| What is expected |
Please restate exactly what appears in the records below from the first line to the line where "covers the admission" is, that line included.

| Extracted information |
────────

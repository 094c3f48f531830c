//! Async scan session
//!
//! ## Overview
//!
//! A [`ScanSession`] puts one [`ScanGate`] in front of an async
//! [`ScanProvider`]. Each request gets its own outcome channel:
//!
//! ```text
//! request_scan() ──► lock gate ──► admit ──► unlock
//!                                   │
//!                     Refused ──────┤──────── Proceed
//!                 (1 outcome, close)│            │
//!                                   │      send Scanning
//!                                   │      spawn ─► trigger_scan ─► resolve ─► sink
//!                                   │                                 │
//!                                   └──────── receiver ◄──────────────┘
//! ```
//!
//! ## Locking
//!
//! The gate sits behind a `std::sync::Mutex`. The lock covers the admission
//! decision only; it is released before anything is awaited, so two
//! concurrent requests are strictly ordered and cannot both use the last
//! slot of a window.
//!
//! ## Failure handling
//!
//! - A configured timeout turns a hung platform scan into
//!   [`SCAN_TIMEOUT_MESSAGE`]. The attempt stays counted.
//! - Sink errors are logged at `warn` and never change the outcome.
//! - A dropped receiver does not cancel the scan or refund the attempt.

use std::sync::{Arc, Mutex, MutexGuard};
use std::time::Duration;

use serde::Serialize;
use tokio::sync::mpsc;
use wavemap_core::{
    Admission, ScanCompletion, ScanGate, ScanOutcome, SystemClock, TimeSource, Timestamp,
};

use crate::config::{SessionConfig, MIN_CHANNEL_CAPACITY};
use crate::provider::{NullSink, ScanProvider, ScanSink};

/// Reported when a triggered scan outlives the configured timeout
pub const SCAN_TIMEOUT_MESSAGE: &str = "Scan timed out waiting for results.";

/// Counters kept across all requests of a session
#[derive(Debug, Default, Clone, PartialEq, Eq, Serialize)]
pub struct SessionStats {
    /// Requests admitted to the radio
    pub attempts: u64,
    /// Requests refused by cooldown or throttle
    pub refusals: u64,
    /// Scans that returned fresh results
    pub successes: u64,
    /// Scans answered from the platform cache
    pub cached_successes: u64,
    /// Requests that ended in an error outcome
    pub errors: u64,
    /// Message of the most recent error outcome
    pub last_error: Option<&'static str>,
}

impl SessionStats {
    fn record(&mut self, outcome: &ScanOutcome) {
        match outcome {
            ScanOutcome::Scanning => self.attempts += 1,
            ScanOutcome::WaitingForCooldown { .. } | ScanOutcome::Throttled { .. } => {
                self.refusals += 1
            }
            ScanOutcome::Success { is_cached: false, .. } => self.successes += 1,
            ScanOutcome::Success { is_cached: true, .. } => self.cached_successes += 1,
            ScanOutcome::Error { message } => {
                self.errors += 1;
                self.last_error = Some(*message);
            }
        }
    }
}

/// How long the caller should wait before retrying after `outcome`
///
/// `None` for outcomes where waiting does not help.
pub fn wait_hint(outcome: &ScanOutcome) -> Option<Duration> {
    outcome.retry_after_ms().map(Duration::from_millis)
}

/// Gated, async WiFi scanning
pub struct ScanSession<P, K = NullSink, C = SystemClock> {
    gate: Arc<Mutex<ScanGate>>,
    provider: Arc<P>,
    sink: Arc<K>,
    clock: C,
    config: SessionConfig,
    stats: Arc<Mutex<SessionStats>>,
}

impl<P: ScanProvider + 'static> ScanSession<P> {
    /// Session on the system clock that discards results
    pub fn new(provider: P, config: SessionConfig) -> Self {
        Self::with_parts(provider, NullSink, SystemClock, config)
    }
}

impl<P, K, C> ScanSession<P, K, C>
where
    P: ScanProvider + 'static,
    K: ScanSink + 'static,
    C: TimeSource,
{
    /// Session from explicit collaborators
    pub fn with_parts(provider: P, sink: K, clock: C, config: SessionConfig) -> Self {
        let gate = ScanGate::with_policy(config.policy);
        Self {
            gate: Arc::new(Mutex::new(gate)),
            provider: Arc::new(provider),
            sink: Arc::new(sink),
            clock,
            config,
            stats: Arc::new(Mutex::new(SessionStats::default())),
        }
    }

    /// Configuration in force
    pub fn config(&self) -> &SessionConfig {
        &self.config
    }

    /// Snapshot of the session counters
    pub fn stats(&self) -> SessionStats {
        lock(&self.stats).clone()
    }

    /// Snapshot of the gate
    pub fn gate(&self) -> ScanGate {
        lock(&self.gate).clone()
    }

    /// Time until a request would pass the rate limits
    pub fn ready_in(&self) -> Duration {
        Duration::from_millis(lock(&self.gate).ready_in(self.clock.now()))
    }

    /// Request a scan now
    ///
    /// The clock is read after the radio check, right before admission.
    pub async fn request_scan(&self) -> mpsc::Receiver<ScanOutcome> {
        self.request(None).await
    }

    /// Request a scan at an explicit timestamp
    ///
    /// Refusals are already in the channel when this returns. An admitted
    /// request has `Scanning` queued and its terminal outcome follows from
    /// a spawned task; the channel closes after it.
    pub async fn request_scan_at(&self, now: Timestamp) -> mpsc::Receiver<ScanOutcome> {
        self.request(Some(now)).await
    }

    async fn request(&self, at: Option<Timestamp>) -> mpsc::Receiver<ScanOutcome> {
        let (tx, rx) = mpsc::channel(self.config.channel_capacity.max(MIN_CHANNEL_CAPACITY));
        let enabled = self.provider.is_scanning_enabled().await;

        let now = at.unwrap_or_else(|| self.clock.now());
        let admission = lock(&self.gate).admit(now, enabled);
        match admission {
            Admission::Refused(outcome) => {
                log::debug!("scan request at {} refused: {:?}", now, outcome);
                self.deliver(&tx, outcome);
            }
            Admission::Proceed => {
                log::info!("scan request at {} admitted", now);
                self.deliver(&tx, ScanOutcome::Scanning);
                self.spawn_scan(tx);
            }
        }
        rx
    }

    /// Wait out any cooldown or throttle, then request once
    ///
    /// The wait holds no lock, so a concurrent request may take the slot
    /// first; the caller then sees that refusal.
    pub async fn scan_when_ready(&self) -> mpsc::Receiver<ScanOutcome> {
        let wait = self.ready_in();
        if !wait.is_zero() {
            log::debug!("waiting {:?} before scanning", wait);
            tokio::time::sleep(wait).await;
        }
        self.request_scan().await
    }

    fn deliver(&self, tx: &mpsc::Sender<ScanOutcome>, outcome: ScanOutcome) {
        lock(&self.stats).record(&outcome);
        // Only the first outcome goes through here, so the channel has room
        if tx.try_send(outcome).is_err() {
            log::debug!("scan outcome dropped: receiver gone");
        }
    }

    fn spawn_scan(&self, tx: mpsc::Sender<ScanOutcome>) {
        let provider = Arc::clone(&self.provider);
        let sink = Arc::clone(&self.sink);
        let stats = Arc::clone(&self.stats);
        let timeout = self.config.timeout();

        tokio::spawn(async move {
            let outcome = run_scan(provider.as_ref(), timeout).await;

            if let ScanOutcome::Success {
                observations,
                is_cached,
            } = &outcome
            {
                if let Err(e) = sink.record(observations, *is_cached).await {
                    log::warn!("failed to record {} observations: {}", observations.len(), e);
                }
            }

            lock(&stats).record(&outcome);
            if tx.send(outcome).await.is_err() {
                log::debug!("scan finished after receiver was dropped");
            }
        });
    }
}

async fn run_scan<P: ScanProvider + ?Sized>(provider: &P, timeout: Option<Duration>) -> ScanOutcome {
    let completion = match timeout {
        Some(limit) => match tokio::time::timeout(limit, provider.trigger_scan()).await {
            Ok(completion) => completion,
            Err(_) => {
                log::warn!("scan did not complete within {:?}", limit);
                return ScanOutcome::Error {
                    message: SCAN_TIMEOUT_MESSAGE,
                };
            }
        },
        None => provider.trigger_scan().await,
    };

    let cached = match completion {
        ScanCompletion::Fresh(_) => Vec::new(),
        ScanCompletion::Failed | ScanCompletion::StartFailed => {
            provider.cached_observations().await
        }
    };
    ScanGate::resolve(completion, move || cached)
}

/// Lock, recovering the data if a previous holder panicked
fn lock<T>(mutex: &Mutex<T>) -> MutexGuard<'_, T> {
    mutex.lock().unwrap_or_else(|poisoned| poisoned.into_inner())
}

────────

| Response area |
repository 094c3f48f531830c
//! Async scan session
//!
//! ## Overview
//!
//! A [`ScanSession`] puts one [`ScanGate`] in front of an async
//! [`ScanProvider`]. Each request gets its own outcome channel:
//!
//! ```text
//! request_scan() ──► lock gate ──► admit ──► unlock
//!                                   │
//!                     Refused ──────┤──────── Proceed
//!                 (1 outcome, close)│            │
//!                                   │      send Scanning
//!                                   │      spawn ─► trigger_scan ─► resolve ─► sink
//!                                   │                                 │
//!                                   └──────── receiver ◄──────────────┘
//! ```
//!
//! ## Locking
//!
//! The gate sits behind a `std::sync::Mutex`. The lock covers the admission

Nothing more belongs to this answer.